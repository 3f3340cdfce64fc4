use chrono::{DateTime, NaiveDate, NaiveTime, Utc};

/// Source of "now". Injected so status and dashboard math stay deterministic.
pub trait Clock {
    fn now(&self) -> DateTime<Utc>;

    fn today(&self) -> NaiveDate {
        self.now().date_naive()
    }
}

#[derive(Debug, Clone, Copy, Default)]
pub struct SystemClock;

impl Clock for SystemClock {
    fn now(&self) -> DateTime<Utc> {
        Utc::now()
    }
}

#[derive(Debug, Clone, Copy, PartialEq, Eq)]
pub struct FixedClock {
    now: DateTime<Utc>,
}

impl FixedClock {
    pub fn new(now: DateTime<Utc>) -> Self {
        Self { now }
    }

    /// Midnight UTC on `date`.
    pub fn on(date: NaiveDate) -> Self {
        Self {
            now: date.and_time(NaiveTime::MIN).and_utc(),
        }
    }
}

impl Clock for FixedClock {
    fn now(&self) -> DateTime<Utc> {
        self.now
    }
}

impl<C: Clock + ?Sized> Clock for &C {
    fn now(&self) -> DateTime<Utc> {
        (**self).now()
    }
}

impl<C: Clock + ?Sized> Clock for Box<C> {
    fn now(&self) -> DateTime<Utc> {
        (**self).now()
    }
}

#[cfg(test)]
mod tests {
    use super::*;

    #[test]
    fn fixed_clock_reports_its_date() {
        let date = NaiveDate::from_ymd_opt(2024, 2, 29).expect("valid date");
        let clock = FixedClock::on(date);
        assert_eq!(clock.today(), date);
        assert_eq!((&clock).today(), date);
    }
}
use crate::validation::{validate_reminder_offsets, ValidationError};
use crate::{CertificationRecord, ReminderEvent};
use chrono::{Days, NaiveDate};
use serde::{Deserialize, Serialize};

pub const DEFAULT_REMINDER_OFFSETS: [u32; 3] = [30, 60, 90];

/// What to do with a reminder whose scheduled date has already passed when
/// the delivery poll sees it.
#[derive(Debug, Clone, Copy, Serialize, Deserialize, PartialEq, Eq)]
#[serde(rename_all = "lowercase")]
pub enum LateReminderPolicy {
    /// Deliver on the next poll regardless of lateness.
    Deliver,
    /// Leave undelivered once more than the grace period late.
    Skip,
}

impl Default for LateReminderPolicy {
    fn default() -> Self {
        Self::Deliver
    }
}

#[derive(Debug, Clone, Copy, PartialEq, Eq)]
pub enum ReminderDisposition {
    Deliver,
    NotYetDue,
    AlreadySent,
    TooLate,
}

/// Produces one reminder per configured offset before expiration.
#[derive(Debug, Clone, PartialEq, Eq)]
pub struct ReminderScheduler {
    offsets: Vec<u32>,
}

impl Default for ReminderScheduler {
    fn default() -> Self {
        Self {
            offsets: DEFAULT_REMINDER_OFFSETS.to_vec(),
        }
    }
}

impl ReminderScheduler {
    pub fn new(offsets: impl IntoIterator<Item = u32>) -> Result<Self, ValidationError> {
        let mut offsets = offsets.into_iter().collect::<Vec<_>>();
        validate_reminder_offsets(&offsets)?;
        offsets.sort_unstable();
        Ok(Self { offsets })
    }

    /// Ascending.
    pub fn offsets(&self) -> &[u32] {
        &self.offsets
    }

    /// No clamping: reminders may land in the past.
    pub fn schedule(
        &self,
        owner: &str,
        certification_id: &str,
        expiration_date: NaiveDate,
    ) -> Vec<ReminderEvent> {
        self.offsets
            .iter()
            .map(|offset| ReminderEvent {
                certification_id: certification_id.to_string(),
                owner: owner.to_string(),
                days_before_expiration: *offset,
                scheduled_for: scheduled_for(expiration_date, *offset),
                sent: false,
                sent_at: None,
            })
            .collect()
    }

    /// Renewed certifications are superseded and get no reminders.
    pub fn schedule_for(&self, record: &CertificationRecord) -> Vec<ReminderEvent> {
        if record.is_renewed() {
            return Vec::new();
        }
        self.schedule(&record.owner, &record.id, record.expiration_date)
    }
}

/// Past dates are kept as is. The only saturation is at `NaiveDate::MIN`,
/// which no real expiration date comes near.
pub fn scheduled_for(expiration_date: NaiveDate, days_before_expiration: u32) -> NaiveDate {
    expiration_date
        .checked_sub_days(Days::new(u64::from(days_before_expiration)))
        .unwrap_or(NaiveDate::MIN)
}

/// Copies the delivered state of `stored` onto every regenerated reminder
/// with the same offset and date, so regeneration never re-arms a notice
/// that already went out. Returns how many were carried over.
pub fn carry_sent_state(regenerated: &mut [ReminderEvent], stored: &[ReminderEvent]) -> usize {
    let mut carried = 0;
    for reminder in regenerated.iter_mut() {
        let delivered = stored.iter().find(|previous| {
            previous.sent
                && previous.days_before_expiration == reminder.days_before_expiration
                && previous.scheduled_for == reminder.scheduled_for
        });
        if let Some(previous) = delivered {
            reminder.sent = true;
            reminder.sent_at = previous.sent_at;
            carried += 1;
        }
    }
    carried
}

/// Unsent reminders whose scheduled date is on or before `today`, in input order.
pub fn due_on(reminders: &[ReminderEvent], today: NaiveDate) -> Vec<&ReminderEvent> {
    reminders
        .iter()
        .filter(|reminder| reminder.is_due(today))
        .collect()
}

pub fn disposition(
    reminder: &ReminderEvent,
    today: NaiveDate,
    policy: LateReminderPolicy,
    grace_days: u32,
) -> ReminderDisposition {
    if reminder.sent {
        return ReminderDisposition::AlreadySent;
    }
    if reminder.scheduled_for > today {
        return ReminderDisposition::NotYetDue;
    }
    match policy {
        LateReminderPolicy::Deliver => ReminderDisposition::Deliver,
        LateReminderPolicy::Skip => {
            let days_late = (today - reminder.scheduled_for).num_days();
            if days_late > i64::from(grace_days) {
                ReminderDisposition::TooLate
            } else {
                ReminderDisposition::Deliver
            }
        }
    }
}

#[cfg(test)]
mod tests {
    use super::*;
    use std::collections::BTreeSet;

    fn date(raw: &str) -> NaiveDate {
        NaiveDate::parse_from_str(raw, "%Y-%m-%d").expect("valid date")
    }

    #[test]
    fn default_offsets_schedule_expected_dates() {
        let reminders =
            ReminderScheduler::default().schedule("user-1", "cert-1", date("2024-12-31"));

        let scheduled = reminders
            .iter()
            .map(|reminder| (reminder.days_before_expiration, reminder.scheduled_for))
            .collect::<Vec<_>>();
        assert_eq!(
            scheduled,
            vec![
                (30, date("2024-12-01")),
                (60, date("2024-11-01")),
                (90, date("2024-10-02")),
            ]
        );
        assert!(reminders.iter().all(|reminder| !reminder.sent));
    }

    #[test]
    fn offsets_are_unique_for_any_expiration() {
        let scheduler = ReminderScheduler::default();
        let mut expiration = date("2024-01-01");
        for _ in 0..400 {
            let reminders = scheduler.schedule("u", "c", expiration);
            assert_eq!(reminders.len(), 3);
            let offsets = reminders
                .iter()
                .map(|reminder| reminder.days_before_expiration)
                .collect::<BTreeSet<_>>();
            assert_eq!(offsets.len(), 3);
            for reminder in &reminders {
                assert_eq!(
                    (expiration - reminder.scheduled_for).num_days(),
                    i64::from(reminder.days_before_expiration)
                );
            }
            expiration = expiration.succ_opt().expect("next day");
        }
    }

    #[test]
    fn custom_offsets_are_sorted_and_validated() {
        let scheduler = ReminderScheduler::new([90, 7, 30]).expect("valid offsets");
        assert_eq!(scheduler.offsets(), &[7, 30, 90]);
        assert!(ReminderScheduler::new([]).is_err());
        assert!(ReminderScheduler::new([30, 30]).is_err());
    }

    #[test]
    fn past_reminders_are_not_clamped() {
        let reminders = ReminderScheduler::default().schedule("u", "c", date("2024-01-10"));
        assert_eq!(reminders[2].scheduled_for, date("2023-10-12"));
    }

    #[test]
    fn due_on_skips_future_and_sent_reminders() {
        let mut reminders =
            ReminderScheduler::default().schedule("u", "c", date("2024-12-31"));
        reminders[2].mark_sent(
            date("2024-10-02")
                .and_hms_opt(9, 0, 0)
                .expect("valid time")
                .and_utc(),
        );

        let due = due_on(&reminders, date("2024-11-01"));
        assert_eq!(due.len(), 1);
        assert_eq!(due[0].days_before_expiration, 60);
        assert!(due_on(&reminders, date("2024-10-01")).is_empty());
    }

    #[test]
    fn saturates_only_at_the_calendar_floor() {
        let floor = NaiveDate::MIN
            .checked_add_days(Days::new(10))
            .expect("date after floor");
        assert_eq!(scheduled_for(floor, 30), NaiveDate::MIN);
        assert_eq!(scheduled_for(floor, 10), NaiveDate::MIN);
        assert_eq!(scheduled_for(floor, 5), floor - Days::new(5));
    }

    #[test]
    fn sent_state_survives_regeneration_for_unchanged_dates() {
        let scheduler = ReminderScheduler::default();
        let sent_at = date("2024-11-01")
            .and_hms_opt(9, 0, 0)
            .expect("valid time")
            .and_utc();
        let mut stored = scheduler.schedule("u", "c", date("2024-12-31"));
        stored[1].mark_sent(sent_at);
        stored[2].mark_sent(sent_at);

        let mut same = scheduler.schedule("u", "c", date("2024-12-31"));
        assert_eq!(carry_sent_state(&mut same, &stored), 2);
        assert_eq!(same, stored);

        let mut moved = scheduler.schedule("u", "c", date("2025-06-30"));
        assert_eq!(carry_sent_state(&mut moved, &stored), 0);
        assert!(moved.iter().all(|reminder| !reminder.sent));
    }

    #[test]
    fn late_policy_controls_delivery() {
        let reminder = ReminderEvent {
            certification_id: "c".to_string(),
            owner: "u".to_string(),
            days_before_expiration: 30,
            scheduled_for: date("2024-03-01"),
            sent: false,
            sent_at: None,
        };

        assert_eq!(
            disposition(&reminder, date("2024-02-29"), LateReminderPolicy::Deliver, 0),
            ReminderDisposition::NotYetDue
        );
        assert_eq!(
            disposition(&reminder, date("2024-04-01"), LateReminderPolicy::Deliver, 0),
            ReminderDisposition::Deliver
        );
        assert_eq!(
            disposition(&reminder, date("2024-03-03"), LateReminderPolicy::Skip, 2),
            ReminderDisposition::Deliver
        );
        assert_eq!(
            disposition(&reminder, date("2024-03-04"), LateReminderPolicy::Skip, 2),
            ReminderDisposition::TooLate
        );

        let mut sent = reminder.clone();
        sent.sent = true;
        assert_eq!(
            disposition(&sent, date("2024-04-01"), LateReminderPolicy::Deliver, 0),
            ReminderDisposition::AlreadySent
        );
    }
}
::::::::
*Problem to work on*: Retype the entries exactly from the first line, stopping after the line with "fn today(&self) ->".

*Expected output*:
repository 3f3340cdfce64fc4
use chrono::{DateTime, NaiveDate, NaiveTime, Utc};

/// Source of "now". Injected so status and dashboard math stay deterministic.
pub trait Clock {
    fn now(&self) -> DateTime<Utc>;

    fn today(&self) -> NaiveDate {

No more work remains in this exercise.